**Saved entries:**
——
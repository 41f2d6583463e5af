//! SMTP sending via async lettre.

use async_trait::async_trait;
use lettre::message::header::ContentType;
use lettre::message::{Mailbox, MultiPart, SinglePart};
use lettre::transport::smtp::authentication::Credentials;
use lettre::{AsyncSmtpTransport, AsyncTransport, Message, Tokio1Executor};
use regex::Regex;

use leadflow_core::error::{LeadflowError, Result};
use leadflow_core::settings::SmtpCredentials;

use crate::retry::RetryPolicy;

/// A fully rendered email ready for transmission.
#[derive(Debug, Clone)]
pub struct OutboundEmail {
    pub to: String,
    pub to_name: Option<String>,
    pub subject: String,
    pub html: String,
    pub text: String,
    pub sender_name: String,
    pub sender_email: String,
}

/// Result of a successful send.
#[derive(Debug, Clone)]
pub struct SendReceipt {
    pub message_id: String,
    pub attempts: u32,
}

/// Sending interface — the automation controller only sees this, so tests
/// swap in stubs and never touch the network.
#[async_trait]
pub trait Mailer: Send + Sync {
    async fn send(&self, creds: &SmtpCredentials, email: &OutboundEmail) -> Result<SendReceipt>;
}

/// Production mailer: one transport per attempt, verified before use.
pub struct SmtpMailer {
    policy: RetryPolicy,
    socket_timeout: std::time::Duration,
}

impl Default for SmtpMailer {
    fn default() -> Self {
        Self {
            policy: RetryPolicy::default(),
            socket_timeout: std::time::Duration::from_secs(90),
        }
    }
}

impl SmtpMailer {
    pub fn new(policy: RetryPolicy) -> Self {
        Self {
            policy,
            ..Default::default()
        }
    }

    fn build_transport(
        &self,
        creds: &SmtpCredentials,
    ) -> Result<AsyncSmtpTransport<Tokio1Executor>> {
        let auth = Credentials::new(creds.username.clone(), creds.password.clone());
        // 465 speaks TLS from the first byte; everything else upgrades via
        // STARTTLS on the configured port.
        let builder = if creds.implicit_tls() {
            AsyncSmtpTransport::<Tokio1Executor>::relay(&creds.host)
                .map_err(|e| LeadflowError::SmtpNetwork {
                    message: format!("SMTP relay setup: {e}"),
                    attempts: 0,
                })?
        } else {
            AsyncSmtpTransport::<Tokio1Executor>::starttls_relay(&creds.host)
                .map_err(|e| LeadflowError::SmtpNetwork {
                    message: format!("SMTP relay setup: {e}"),
                    attempts: 0,
                })?
                .port(creds.port)
        };
        Ok(builder
            .credentials(auth)
            .timeout(Some(self.socket_timeout))
            .build())
    }

    fn build_message(&self, email: &OutboundEmail) -> Result<(Message, String)> {
        let from: Mailbox = format!("{} <{}>", email.sender_name, email.sender_email)
            .parse()
            .map_err(|e| LeadflowError::SmtpEnvelope {
                message: format!("invalid sender address: {e}"),
                attempts: 0,
            })?;

        let to: Mailbox = match &email.to_name {
            Some(name) => format!("{} <{}>", name, email.to),
            None => email.to.clone(),
        }
        .parse()
        .map_err(|e| LeadflowError::SmtpEnvelope {
            message: format!("invalid recipient address: {e}"),
            attempts: 0,
        })?;

        let message_id = format!("<{}@leadflow>", uuid::Uuid::new_v4());
        let body = if email.text.is_empty() {
            MultiPart::mixed().singlepart(
                SinglePart::builder()
                    .header(ContentType::TEXT_HTML)
                    .body(email.html.clone()),
            )
        } else {
            MultiPart::alternative_plain_html(email.text.clone(), email.html.clone())
        };

        let message = Message::builder()
            .from(from)
            .to(to)
            .subject(email.subject.as_str())
            .message_id(Some(message_id.clone()))
            .multipart(body)
            .map_err(|e| LeadflowError::SmtpEnvelope {
                message: format!("message build: {e}"),
                attempts: 0,
            })?;

        Ok((message, message_id))
    }
}

#[async_trait]
impl Mailer for SmtpMailer {
    async fn send(&self, creds: &SmtpCredentials, email: &OutboundEmail) -> Result<SendReceipt> {
        // Preconditions, before any connection is opened
        creds.validate()?;
        check_preconditions(email)?;

        let (message, message_id) = self.build_message(email)?;

        let mut last_error = String::new();
        for attempt in 1..=self.policy.max_attempts {
            // Fresh transport per attempt so one dead connection cannot
            // poison the remaining tries
            let transport = self.build_transport(creds)?;

            let verified = match transport.test_connection().await {
                Ok(ok) => ok,
                Err(e) => {
                    last_error = e.to_string();
                    tracing::warn!(
                        "SMTP verify failed (attempt {attempt}/{}): {last_error}",
                        self.policy.max_attempts
                    );
                    if self.policy.should_retry(attempt) {
                        tokio::time::sleep(self.policy.backoff(attempt)).await;
                    }
                    continue;
                }
            };
            if !verified {
                last_error = "SMTP connection verification returned false".into();
                if self.policy.should_retry(attempt) {
                    tokio::time::sleep(self.policy.backoff(attempt)).await;
                }
                continue;
            }

            match transport.send(message.clone()).await {
                Ok(_) => {
                    tracing::info!("📤 Email sent to {} (attempt {attempt})", email.to);
                    return Ok(SendReceipt {
                        message_id,
                        attempts: attempt,
                    });
                }
                Err(e) => {
                    last_error = e.to_string();
                    tracing::warn!(
                        "SMTP send failed (attempt {attempt}/{}): {last_error}",
                        self.policy.max_attempts
                    );
                    if self.policy.should_retry(attempt) {
                        tokio::time::sleep(self.policy.backoff(attempt)).await;
                    }
                }
            }
        }

        Err(classify(&last_error, self.policy.max_attempts))
    }
}

/// Basic shape checks: recipient address, non-empty subject and html.
fn check_preconditions(email: &OutboundEmail) -> Result<()> {
    if !email_shape().is_match(&email.to) {
        return Err(LeadflowError::SmtpEnvelope {
            message: format!("recipient '{}' is not a valid email address", email.to),
            attempts: 0,
        });
    }
    if email.subject.trim().is_empty() {
        return Err(LeadflowError::SmtpEnvelope {
            message: "empty subject".into(),
            attempts: 0,
        });
    }
    if email.html.trim().is_empty() {
        return Err(LeadflowError::SmtpEnvelope {
            message: "empty body".into(),
            attempts: 0,
        });
    }
    Ok(())
}

fn email_shape() -> Regex {
    Regex::new(r"^[^\s@]+@[^\s@]+\.[^\s@]+$").expect("static regex")
}

/// Map a transport error message onto the error taxonomy. SMTP servers are
/// wildly inconsistent, so this goes by reply codes first and well-known
/// phrases second.
fn classify(message: &str, attempts: u32) -> LeadflowError {
    let lower = message.to_lowercase();
    let msg = message.to_string();

    if lower.contains("535")
        || lower.contains("authentication")
        || lower.contains("username and password")
        || lower.contains("invalid credentials")
    {
        LeadflowError::SmtpAuth {
            message: msg,
            attempts,
        }
    } else if lower.contains("timed out") || lower.contains("timeout") {
        LeadflowError::SmtpTimeout {
            message: msg,
            attempts,
        }
    } else if lower.contains("550")
        || lower.contains("553")
        || lower.contains("recipient")
        || lower.contains("mailbox")
        || lower.contains("envelope")
    {
        LeadflowError::SmtpEnvelope {
            message: msg,
            attempts,
        }
    } else if lower.contains("connection")
        || lower.contains("refused")
        || lower.contains("dns")
        || lower.contains("resolve")
        || lower.contains("network")
        || lower.contains("broken pipe")
    {
        LeadflowError::SmtpNetwork {
            message: msg,
            attempts,
        }
    } else {
        LeadflowError::Smtp {
            message: msg,
            attempts,
        }
    }
}

#[cfg(test)]
mod tests {
    use super::*;

    fn creds() -> SmtpCredentials {
        SmtpCredentials {
            host: "smtp.example.com".into(),
            port: 587,
            username: "mailer@example.com".into(),
            password: "hunter2".into(),
        }
    }

    fn email() -> OutboundEmail {
        OutboundEmail {
            to: "lead@example.com".into(),
            to_name: Some("Ada".into()),
            subject: "Hello".into(),
            html: "<p>Hi</p>".into(),
            text: "Hi".into(),
            sender_name: "Sender".into(),
            sender_email: "sender@example.com".into(),
        }
    }

    #[tokio::test]
    async fn test_missing_credentials_fail_before_send() {
        let mailer = SmtpMailer::default();
        let mut c = creds();
        c.password.clear();
        let err = mailer.send(&c, &email()).await.unwrap_err();
        assert!(matches!(err, LeadflowError::MissingCredentials(_)));
    }

    #[tokio::test]
    async fn test_bad_recipient_rejected_without_network() {
        let mailer = SmtpMailer::default();
        let mut e = email();
        e.to = "not-an-address".into();
        let err = mailer.send(&creds(), &e).await.unwrap_err();
        assert!(matches!(err, LeadflowError::SmtpEnvelope { .. }));
    }

    #[tokio::test]
    async fn test_empty_subject_rejected() {
        let mailer = SmtpMailer::default();
        let mut e = email();
        e.subject = "  ".into();
        let err = mailer.send(&creds(), &e).await.unwrap_err();
        assert!(matches!(err, LeadflowError::SmtpEnvelope { .. }));
    }

    #[test]
    fn test_email_shape() {
        let re = email_shape();
        assert!(re.is_match("a@b.co"));
        assert!(re.is_match("first.last+tag@mail.example.org"));
        assert!(!re.is_match("a@b"));
        assert!(!re.is_match("a b@c.d"));
        assert!(!re.is_match("@c.d"));
    }

    #[test]
    fn test_classify_auth() {
        let err = classify("535 5.7.8 Username and Password not accepted", 3);
        assert!(matches!(err, LeadflowError::SmtpAuth { attempts: 3, .. }));
    }

    #[test]
    fn test_classify_timeout() {
        let err = classify("connection timed out after 60s", 3);
        assert!(matches!(err, LeadflowError::SmtpTimeout { .. }));
    }

    #[test]
    fn test_classify_envelope() {
        let err = classify("550 5.1.1 mailbox unavailable", 3);
        assert!(matches!(err, LeadflowError::SmtpEnvelope { .. }));
    }

    #[test]
    fn test_classify_network() {
        let err = classify("connection refused", 3);
        assert!(matches!(err, LeadflowError::SmtpNetwork { .. }));
    }

    #[test]
    fn test_classify_generic_carries_attempts() {
        let err = classify("451 temporary local problem", 3);
        match err {
            LeadflowError::Smtp { attempts, .. } => assert_eq!(attempts, 3),
            other => panic!("unexpected: {other}"),
        }
    }
}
——
**Task item:** Repeat only the lines starting at the one that contains "5.7.8 Username and" and ending at the last line above, exactly as written.

**Solution to the problem:**
        let err = classify("535 5.7.8 Username and Password not accepted", 3);
        assert!(matches!(err, LeadflowError::SmtpAuth { attempts: 3, .. }));
    }

    #[test]
    fn test_classify_timeout() {
        let err = classify("connection timed out after 60s", 3);
        assert!(matches!(err, LeadflowError::SmtpTimeout { .. }));
    }

    #[test]
    fn test_classify_envelope() {
        let err = classify("550 5.1.1 mailbox unavailable", 3);
        assert!(matches!(err, LeadflowError::SmtpEnvelope { .. }));
    }

    #[test]
    fn test_classify_network() {
        let err = classify("connection refused", 3);
        assert!(matches!(err, LeadflowError::SmtpNetwork { .. }));
    }

    #[test]
    fn test_classify_generic_carries_attempts() {
        let err = classify("451 temporary local problem", 3);
        match err {
            LeadflowError::Smtp { attempts, .. } => assert_eq!(attempts, 3),
            other => panic!("unexpected: {other}"),
        }
    }
}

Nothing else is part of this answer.